(Records from a dataset)
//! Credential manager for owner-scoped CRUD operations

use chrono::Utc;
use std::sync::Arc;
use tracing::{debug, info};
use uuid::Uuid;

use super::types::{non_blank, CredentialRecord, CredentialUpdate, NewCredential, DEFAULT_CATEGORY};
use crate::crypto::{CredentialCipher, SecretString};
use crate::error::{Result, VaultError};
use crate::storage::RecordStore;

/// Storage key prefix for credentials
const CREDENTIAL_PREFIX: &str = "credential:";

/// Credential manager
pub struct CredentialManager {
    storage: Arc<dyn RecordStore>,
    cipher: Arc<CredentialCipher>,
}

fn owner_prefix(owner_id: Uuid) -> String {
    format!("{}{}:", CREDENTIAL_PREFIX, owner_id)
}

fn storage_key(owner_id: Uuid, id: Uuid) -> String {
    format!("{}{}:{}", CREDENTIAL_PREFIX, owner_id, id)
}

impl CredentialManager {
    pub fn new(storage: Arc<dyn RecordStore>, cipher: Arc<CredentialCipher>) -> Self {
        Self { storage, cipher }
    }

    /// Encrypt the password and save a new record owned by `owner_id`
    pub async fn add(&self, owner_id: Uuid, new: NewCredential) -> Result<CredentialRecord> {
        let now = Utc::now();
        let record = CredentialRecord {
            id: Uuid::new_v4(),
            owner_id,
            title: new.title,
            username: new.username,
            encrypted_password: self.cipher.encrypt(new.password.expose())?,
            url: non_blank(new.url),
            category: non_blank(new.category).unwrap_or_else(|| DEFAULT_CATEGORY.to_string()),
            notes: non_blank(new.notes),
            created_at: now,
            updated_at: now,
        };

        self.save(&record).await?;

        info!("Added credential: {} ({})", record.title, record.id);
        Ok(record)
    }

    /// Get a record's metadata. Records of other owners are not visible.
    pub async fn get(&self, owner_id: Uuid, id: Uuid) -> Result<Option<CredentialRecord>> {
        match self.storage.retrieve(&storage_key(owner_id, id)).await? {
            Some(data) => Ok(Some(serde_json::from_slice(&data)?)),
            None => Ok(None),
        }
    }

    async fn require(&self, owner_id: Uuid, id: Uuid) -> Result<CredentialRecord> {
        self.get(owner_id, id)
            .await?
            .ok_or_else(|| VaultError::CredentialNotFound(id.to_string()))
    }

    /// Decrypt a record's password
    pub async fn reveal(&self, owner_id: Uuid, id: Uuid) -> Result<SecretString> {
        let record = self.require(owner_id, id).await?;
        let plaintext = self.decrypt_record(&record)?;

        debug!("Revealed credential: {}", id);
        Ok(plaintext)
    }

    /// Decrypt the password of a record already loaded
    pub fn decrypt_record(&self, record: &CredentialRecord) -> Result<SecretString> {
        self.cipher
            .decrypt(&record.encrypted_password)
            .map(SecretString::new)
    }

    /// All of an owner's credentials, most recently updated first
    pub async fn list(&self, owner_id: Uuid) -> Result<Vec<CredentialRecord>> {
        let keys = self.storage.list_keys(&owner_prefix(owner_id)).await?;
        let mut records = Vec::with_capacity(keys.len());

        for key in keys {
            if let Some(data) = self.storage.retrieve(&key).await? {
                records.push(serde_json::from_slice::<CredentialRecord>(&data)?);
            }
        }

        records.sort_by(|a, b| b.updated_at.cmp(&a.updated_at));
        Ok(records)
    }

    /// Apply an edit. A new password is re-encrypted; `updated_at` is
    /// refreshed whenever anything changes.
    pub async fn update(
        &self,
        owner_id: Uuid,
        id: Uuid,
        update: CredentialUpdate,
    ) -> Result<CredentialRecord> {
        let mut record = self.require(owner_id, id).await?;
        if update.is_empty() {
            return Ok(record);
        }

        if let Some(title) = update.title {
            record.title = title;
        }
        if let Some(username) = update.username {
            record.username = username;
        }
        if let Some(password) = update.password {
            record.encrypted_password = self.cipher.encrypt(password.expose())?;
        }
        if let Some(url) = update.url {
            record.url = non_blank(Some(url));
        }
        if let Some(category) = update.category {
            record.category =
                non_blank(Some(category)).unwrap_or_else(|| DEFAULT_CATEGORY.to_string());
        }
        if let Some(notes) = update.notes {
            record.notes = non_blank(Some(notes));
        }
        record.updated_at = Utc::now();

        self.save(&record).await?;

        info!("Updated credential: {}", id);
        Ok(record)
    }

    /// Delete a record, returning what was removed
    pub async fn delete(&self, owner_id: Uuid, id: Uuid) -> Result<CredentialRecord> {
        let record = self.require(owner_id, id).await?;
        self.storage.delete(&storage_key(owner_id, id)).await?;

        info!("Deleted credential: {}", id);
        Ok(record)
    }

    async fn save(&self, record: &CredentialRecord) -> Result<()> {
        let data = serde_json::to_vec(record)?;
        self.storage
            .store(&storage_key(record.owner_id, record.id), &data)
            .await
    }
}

...

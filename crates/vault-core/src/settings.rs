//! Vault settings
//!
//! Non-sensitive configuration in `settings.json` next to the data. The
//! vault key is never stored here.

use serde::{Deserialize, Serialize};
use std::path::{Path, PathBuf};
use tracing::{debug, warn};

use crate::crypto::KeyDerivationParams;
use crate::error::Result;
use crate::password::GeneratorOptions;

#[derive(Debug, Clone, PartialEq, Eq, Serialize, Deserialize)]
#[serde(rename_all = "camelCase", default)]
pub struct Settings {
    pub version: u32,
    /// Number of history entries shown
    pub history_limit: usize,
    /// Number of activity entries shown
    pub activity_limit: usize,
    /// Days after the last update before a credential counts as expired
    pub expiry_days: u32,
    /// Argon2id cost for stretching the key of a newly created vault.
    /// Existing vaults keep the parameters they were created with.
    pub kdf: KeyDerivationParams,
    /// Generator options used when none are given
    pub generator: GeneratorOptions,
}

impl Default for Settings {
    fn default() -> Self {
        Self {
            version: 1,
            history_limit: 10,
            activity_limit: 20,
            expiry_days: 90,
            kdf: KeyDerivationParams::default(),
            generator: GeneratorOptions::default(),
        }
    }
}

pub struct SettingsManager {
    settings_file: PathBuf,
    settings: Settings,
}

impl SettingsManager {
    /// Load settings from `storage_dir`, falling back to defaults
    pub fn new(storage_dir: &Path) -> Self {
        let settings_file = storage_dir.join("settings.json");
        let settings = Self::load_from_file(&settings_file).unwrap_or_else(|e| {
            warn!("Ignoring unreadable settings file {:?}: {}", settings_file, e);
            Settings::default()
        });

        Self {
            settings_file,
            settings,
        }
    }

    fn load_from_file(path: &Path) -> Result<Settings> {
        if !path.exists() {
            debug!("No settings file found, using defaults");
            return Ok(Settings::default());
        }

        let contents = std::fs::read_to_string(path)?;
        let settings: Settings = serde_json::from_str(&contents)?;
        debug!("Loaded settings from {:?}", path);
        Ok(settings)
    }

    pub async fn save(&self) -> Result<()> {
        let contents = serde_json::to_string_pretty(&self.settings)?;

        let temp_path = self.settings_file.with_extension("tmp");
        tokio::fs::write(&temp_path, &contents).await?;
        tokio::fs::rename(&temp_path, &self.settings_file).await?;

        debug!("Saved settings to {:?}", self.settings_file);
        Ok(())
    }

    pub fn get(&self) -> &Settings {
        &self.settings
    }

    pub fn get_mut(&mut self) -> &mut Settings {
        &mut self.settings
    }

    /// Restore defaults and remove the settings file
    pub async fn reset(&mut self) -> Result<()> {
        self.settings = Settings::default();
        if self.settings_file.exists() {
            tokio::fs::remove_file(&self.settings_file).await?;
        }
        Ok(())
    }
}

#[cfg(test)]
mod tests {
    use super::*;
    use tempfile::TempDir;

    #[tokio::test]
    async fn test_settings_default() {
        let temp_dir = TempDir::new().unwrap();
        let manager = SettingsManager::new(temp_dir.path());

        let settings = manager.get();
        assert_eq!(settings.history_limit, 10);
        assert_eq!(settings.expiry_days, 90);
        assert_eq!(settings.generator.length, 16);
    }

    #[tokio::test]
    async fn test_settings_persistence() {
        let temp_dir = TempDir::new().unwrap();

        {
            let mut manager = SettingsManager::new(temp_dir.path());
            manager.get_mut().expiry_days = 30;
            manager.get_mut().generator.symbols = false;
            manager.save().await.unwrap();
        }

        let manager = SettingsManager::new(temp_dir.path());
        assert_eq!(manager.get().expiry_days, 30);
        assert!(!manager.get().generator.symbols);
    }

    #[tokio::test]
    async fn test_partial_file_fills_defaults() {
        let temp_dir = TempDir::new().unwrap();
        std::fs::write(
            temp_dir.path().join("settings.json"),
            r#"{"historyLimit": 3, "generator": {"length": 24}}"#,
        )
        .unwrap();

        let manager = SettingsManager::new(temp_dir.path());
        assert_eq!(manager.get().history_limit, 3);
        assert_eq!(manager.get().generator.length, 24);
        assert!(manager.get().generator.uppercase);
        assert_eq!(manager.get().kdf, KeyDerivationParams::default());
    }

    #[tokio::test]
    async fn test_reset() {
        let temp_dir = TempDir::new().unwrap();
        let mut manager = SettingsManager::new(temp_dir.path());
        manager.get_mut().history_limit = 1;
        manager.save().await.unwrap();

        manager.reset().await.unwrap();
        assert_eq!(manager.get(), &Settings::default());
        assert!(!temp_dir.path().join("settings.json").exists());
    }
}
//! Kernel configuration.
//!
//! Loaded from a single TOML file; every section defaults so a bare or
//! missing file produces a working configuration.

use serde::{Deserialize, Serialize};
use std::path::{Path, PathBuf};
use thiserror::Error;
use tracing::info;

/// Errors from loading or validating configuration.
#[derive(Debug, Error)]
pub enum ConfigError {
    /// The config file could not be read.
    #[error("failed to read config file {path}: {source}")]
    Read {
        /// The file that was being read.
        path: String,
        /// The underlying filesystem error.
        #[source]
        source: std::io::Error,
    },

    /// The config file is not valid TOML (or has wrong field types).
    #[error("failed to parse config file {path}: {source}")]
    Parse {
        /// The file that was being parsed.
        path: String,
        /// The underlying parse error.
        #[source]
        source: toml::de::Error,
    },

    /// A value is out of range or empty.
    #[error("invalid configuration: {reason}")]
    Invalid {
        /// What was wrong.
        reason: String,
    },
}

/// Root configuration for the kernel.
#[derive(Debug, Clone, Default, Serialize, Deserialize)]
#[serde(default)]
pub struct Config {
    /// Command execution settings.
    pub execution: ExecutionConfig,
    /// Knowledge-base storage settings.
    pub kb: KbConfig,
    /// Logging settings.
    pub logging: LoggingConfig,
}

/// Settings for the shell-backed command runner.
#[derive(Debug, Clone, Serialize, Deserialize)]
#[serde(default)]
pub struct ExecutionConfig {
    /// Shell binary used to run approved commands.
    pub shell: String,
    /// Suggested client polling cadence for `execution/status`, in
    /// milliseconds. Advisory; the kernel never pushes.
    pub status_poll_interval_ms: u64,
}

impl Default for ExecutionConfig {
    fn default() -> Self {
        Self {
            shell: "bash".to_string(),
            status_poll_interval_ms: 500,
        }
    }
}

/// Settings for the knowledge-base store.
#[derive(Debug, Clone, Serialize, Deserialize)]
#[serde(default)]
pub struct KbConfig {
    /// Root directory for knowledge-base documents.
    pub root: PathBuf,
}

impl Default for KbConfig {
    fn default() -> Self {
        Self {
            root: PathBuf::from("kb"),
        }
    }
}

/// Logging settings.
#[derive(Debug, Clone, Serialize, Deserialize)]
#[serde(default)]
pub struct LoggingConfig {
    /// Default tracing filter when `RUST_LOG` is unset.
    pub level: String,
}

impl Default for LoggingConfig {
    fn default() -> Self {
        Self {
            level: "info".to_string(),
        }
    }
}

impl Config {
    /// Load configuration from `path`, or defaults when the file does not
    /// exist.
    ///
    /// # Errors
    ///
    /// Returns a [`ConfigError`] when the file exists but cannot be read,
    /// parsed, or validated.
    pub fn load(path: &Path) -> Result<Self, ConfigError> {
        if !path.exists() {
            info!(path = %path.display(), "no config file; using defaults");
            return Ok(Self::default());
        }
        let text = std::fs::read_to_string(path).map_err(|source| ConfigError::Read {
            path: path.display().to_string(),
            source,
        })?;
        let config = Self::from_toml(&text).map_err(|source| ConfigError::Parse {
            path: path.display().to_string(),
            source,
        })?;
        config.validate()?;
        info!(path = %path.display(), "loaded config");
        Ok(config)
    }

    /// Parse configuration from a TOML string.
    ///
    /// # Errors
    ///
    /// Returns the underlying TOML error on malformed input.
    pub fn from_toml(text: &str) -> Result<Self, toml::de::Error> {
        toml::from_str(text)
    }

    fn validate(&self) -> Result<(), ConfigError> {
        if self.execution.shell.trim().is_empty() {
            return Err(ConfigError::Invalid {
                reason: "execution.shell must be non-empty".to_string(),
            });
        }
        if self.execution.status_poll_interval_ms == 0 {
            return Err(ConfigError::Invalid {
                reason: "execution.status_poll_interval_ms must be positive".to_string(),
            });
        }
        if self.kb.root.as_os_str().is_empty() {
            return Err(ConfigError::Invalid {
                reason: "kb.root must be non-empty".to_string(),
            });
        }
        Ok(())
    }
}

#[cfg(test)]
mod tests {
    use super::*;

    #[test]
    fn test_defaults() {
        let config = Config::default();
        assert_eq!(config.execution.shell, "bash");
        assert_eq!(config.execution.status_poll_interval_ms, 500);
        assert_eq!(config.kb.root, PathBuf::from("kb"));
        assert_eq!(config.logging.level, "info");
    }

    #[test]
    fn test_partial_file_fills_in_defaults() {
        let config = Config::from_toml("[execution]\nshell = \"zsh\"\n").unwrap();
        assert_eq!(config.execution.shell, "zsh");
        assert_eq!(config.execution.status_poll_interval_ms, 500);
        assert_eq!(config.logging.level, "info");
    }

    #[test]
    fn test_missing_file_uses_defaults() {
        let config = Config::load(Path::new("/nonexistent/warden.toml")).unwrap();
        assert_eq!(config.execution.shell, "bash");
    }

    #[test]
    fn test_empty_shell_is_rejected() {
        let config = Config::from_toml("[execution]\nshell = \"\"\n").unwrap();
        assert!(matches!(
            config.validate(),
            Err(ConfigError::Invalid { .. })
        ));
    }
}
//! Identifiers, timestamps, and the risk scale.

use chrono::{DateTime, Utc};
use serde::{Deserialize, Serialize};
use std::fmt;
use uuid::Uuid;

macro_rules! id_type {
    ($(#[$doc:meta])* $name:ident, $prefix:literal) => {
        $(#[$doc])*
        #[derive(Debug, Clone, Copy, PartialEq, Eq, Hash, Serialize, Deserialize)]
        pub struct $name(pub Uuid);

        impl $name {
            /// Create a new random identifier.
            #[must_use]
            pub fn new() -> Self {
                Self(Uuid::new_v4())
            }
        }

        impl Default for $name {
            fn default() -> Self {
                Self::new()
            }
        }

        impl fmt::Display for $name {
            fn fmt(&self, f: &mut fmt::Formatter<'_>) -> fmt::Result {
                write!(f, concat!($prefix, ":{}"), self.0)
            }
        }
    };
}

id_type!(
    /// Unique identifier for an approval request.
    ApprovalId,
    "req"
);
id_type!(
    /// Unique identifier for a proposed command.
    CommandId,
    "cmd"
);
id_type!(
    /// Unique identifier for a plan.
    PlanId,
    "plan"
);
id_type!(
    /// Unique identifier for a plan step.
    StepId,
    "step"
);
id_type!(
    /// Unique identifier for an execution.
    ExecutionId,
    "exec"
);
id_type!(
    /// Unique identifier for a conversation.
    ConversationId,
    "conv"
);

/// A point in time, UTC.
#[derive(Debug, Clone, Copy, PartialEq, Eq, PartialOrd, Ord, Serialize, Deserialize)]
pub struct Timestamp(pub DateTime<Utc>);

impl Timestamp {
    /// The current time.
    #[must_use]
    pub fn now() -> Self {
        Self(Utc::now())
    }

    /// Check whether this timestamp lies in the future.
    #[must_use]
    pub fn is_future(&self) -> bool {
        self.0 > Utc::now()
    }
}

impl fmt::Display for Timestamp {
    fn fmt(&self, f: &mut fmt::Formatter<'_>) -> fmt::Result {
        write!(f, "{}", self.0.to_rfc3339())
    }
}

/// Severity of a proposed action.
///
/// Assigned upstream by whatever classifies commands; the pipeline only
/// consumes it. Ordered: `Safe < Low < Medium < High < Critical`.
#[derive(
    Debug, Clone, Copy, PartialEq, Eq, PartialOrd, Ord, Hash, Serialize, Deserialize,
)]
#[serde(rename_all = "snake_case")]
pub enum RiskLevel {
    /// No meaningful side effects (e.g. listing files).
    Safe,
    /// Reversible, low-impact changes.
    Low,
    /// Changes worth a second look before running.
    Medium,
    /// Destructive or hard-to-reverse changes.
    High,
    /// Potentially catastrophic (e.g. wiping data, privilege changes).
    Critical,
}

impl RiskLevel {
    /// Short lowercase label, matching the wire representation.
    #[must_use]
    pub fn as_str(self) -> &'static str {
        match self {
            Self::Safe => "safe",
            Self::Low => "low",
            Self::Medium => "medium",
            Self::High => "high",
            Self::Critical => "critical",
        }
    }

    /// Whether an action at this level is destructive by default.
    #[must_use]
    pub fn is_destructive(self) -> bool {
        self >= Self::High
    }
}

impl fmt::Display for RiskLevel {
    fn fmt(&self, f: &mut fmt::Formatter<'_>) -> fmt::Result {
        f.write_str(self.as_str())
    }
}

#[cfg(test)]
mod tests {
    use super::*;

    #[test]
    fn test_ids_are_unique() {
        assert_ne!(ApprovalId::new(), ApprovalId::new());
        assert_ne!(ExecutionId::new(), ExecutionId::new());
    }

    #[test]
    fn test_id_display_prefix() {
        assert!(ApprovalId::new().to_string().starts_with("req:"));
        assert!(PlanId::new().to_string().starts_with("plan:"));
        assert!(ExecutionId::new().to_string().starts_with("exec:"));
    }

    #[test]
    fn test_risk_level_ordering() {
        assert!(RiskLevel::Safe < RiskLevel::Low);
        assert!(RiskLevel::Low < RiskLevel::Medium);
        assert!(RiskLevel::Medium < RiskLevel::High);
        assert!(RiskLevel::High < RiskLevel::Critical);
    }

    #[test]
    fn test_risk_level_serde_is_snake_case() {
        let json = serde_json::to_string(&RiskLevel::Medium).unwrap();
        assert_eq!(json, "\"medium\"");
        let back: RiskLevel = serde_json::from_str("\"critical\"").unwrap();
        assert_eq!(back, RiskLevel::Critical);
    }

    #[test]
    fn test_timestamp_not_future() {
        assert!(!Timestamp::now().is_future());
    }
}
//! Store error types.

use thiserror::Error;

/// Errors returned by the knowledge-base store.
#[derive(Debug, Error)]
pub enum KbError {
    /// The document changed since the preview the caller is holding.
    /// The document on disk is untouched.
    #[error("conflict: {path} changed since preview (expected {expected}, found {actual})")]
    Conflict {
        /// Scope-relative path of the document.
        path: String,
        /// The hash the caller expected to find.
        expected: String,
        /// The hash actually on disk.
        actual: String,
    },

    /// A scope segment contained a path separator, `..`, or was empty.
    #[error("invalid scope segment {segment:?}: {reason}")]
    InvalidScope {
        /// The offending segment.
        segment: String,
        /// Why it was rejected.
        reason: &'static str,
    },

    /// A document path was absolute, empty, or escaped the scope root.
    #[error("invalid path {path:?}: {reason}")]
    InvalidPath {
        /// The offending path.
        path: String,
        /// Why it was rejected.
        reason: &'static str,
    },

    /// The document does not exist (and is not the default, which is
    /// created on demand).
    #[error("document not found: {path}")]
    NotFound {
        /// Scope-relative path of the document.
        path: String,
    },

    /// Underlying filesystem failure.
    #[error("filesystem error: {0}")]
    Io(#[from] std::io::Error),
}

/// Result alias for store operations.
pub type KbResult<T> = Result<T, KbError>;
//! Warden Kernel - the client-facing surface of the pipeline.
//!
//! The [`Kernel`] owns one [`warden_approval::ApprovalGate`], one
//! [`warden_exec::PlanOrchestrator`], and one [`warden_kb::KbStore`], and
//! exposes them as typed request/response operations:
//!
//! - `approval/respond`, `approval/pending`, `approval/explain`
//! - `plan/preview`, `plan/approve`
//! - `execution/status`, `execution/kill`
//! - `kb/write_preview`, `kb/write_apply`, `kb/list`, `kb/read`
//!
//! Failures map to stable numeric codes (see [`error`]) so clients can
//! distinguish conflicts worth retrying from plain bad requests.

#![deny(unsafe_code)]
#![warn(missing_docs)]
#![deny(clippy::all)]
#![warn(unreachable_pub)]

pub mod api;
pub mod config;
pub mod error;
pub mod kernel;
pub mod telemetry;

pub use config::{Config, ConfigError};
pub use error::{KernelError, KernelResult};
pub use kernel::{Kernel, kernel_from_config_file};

Problem description: Scan the data above for the word "PlanId", then copy every line that holds it.

Answer to this exercise:
    PlanId,
        assert!(PlanId::new().to_string().starts_with("plan:"));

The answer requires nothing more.